-- Task data --
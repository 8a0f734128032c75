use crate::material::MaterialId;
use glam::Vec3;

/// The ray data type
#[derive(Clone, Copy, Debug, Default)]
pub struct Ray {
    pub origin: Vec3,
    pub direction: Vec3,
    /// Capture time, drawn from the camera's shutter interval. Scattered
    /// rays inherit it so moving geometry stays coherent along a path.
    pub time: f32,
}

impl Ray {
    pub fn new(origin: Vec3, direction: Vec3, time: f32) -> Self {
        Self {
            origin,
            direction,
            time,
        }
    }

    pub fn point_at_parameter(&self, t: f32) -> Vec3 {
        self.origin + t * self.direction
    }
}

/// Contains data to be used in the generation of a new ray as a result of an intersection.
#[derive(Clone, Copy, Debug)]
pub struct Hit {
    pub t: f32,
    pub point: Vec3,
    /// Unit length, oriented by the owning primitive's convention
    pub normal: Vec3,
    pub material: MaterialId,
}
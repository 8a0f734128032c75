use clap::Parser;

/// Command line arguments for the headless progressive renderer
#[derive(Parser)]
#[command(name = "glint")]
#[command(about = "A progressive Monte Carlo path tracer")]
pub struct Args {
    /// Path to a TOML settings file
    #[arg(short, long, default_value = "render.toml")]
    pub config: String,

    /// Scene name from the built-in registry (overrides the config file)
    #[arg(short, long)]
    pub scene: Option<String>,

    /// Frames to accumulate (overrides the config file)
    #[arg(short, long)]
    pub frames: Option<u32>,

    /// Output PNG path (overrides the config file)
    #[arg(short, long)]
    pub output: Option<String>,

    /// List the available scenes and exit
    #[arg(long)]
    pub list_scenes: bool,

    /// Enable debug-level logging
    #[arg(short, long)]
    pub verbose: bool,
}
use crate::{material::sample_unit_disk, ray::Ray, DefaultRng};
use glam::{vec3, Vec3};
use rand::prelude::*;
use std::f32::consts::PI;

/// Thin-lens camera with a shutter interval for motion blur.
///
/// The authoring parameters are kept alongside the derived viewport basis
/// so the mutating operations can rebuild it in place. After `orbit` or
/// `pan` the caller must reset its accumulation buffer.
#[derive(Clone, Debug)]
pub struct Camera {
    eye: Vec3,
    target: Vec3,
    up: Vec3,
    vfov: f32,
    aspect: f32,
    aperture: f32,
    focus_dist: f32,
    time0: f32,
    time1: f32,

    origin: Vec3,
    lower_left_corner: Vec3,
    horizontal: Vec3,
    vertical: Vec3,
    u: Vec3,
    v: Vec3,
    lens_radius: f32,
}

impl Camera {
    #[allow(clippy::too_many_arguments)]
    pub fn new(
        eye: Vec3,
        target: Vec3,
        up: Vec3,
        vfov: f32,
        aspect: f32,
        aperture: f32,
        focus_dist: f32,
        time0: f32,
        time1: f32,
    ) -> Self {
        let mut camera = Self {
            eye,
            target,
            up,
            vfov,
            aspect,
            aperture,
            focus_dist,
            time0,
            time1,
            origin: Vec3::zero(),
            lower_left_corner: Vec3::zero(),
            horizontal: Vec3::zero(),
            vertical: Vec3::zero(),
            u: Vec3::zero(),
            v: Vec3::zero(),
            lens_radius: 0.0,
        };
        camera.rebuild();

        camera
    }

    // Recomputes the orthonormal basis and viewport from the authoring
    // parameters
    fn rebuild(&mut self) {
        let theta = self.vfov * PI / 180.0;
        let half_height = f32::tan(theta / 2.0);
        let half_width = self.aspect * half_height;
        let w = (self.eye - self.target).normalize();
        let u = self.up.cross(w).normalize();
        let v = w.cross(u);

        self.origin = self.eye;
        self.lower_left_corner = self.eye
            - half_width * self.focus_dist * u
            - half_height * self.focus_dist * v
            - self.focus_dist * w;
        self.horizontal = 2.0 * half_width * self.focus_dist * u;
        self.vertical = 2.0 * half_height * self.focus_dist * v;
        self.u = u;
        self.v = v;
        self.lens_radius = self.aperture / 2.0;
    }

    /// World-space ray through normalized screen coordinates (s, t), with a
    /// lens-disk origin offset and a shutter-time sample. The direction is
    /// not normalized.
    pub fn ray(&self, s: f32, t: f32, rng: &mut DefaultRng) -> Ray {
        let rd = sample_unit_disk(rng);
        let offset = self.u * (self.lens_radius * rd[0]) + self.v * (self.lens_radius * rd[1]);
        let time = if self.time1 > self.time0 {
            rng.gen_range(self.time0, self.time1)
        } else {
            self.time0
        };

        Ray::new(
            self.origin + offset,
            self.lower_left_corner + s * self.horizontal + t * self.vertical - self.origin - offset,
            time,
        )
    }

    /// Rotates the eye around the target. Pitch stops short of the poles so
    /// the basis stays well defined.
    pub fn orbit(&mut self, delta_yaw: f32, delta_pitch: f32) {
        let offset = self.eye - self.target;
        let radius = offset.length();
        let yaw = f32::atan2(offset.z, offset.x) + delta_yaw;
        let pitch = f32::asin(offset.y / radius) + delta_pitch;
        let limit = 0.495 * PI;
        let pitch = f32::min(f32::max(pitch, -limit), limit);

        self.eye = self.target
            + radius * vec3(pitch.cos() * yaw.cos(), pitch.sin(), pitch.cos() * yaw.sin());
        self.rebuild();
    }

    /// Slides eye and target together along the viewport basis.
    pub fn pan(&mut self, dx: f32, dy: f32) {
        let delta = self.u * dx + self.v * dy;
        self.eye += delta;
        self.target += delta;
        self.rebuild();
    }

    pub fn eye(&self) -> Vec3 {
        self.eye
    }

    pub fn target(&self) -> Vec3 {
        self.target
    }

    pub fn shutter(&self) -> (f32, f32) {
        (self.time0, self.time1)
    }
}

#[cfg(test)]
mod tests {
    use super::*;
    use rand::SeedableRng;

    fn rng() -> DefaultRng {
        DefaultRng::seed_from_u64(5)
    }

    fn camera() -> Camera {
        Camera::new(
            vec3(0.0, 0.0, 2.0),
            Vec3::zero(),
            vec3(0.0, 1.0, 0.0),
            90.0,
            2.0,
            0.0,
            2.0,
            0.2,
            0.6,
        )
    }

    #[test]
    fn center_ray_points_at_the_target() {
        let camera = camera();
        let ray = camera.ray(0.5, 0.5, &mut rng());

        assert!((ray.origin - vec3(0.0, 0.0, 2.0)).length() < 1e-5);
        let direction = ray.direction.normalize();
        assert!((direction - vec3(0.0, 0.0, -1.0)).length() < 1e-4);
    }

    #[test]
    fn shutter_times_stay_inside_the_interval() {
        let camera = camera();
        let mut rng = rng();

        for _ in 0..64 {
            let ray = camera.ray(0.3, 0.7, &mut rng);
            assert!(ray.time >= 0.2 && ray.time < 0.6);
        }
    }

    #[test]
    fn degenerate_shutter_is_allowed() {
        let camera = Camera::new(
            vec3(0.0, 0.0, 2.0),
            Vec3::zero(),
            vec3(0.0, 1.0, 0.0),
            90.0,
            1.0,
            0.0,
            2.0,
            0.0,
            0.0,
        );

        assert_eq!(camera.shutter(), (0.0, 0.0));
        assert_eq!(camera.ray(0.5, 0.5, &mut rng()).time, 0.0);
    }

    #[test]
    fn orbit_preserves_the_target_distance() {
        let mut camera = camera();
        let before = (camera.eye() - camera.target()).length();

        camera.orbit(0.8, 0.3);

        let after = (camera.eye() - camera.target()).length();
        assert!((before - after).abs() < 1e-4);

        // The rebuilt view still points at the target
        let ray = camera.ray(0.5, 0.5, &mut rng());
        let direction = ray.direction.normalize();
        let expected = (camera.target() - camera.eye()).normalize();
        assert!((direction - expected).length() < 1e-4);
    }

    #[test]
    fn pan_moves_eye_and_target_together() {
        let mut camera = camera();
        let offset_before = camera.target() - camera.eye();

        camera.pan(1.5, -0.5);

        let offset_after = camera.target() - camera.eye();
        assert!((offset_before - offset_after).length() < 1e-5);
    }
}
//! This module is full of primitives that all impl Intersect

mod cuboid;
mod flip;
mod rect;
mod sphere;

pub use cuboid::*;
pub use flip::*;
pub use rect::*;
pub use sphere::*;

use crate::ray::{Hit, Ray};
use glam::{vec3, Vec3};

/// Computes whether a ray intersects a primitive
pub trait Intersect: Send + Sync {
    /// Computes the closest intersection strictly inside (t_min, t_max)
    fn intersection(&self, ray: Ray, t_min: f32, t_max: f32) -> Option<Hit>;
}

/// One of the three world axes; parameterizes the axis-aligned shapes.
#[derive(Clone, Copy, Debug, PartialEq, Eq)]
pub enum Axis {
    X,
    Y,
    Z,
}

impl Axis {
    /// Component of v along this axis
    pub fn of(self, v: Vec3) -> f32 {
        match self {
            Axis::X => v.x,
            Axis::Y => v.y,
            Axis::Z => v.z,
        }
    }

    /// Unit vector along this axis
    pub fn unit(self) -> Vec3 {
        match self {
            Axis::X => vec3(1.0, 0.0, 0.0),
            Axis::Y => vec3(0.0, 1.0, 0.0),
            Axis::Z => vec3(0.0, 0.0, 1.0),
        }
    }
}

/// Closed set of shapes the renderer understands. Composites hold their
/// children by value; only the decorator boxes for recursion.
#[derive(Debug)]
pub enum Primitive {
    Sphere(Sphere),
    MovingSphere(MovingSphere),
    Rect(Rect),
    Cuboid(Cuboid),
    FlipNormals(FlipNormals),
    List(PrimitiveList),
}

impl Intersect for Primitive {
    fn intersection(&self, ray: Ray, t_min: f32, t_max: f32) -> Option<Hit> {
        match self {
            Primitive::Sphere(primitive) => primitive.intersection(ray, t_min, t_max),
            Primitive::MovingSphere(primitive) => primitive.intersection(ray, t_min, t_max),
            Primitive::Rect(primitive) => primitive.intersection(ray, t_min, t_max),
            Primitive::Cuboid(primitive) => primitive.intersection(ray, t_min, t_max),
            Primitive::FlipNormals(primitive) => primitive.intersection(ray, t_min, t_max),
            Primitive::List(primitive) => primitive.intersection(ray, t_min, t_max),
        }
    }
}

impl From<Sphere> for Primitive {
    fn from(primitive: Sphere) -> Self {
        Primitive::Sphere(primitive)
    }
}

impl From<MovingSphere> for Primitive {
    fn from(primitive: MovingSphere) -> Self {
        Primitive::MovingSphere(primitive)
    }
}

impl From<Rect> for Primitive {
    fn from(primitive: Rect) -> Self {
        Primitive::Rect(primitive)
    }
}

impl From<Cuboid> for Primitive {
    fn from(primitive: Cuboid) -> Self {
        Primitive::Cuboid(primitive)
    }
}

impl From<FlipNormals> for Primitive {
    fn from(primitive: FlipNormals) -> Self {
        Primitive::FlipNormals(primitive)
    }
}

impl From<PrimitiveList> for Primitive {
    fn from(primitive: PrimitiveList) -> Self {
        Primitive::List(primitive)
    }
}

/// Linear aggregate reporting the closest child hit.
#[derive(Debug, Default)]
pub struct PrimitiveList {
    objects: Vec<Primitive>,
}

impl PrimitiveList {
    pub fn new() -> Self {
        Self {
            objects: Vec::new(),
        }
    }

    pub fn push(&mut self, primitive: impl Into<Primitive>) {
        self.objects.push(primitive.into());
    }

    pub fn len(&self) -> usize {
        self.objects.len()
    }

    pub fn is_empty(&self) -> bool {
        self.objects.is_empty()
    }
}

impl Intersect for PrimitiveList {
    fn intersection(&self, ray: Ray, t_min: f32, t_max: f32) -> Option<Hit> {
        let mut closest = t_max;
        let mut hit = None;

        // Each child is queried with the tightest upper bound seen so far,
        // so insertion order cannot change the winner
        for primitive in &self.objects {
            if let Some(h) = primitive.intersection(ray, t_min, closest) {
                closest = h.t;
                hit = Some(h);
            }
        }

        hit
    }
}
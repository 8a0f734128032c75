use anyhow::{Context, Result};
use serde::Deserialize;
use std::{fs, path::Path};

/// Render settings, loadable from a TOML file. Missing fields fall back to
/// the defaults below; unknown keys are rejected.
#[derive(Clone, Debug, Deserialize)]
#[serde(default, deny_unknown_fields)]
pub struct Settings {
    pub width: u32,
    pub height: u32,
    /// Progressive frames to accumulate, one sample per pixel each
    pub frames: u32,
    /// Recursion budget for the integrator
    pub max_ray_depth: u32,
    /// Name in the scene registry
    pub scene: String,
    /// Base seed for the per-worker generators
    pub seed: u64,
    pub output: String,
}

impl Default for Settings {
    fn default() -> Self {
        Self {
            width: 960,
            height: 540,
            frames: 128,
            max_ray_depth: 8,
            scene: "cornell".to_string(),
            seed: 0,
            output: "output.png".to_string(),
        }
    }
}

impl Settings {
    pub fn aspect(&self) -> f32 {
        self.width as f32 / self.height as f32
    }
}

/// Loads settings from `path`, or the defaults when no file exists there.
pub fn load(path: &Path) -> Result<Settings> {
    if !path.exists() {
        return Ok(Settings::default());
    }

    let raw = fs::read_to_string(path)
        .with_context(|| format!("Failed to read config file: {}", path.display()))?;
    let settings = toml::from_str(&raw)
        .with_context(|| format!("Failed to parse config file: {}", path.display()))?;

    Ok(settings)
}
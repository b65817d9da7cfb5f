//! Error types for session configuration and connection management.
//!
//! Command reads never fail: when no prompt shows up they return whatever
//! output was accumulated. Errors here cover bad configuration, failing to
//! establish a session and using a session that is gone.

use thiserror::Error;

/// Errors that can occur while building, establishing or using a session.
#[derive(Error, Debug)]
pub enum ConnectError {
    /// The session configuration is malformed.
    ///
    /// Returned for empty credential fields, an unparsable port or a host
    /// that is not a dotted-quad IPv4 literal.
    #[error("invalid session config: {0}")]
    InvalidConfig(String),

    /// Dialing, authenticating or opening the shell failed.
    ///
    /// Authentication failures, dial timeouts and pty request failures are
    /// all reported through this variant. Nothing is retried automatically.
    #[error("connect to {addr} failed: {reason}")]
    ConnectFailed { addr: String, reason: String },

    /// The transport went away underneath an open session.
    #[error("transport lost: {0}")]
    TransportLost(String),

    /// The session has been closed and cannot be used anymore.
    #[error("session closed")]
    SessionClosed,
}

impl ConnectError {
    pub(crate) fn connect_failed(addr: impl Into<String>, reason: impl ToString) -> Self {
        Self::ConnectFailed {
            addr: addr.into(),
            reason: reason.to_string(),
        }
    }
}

-- Task instructions --
The lines to return are those in the records above that hold the word "DefaultRng".

-- Solution to the problem --
use crate::{material::sample_unit_disk, ray::Ray, DefaultRng};
    pub fn ray(&self, s: f32, t: f32, rng: &mut DefaultRng) -> Ray {
    fn rng() -> DefaultRng {
        DefaultRng::seed_from_u64(5)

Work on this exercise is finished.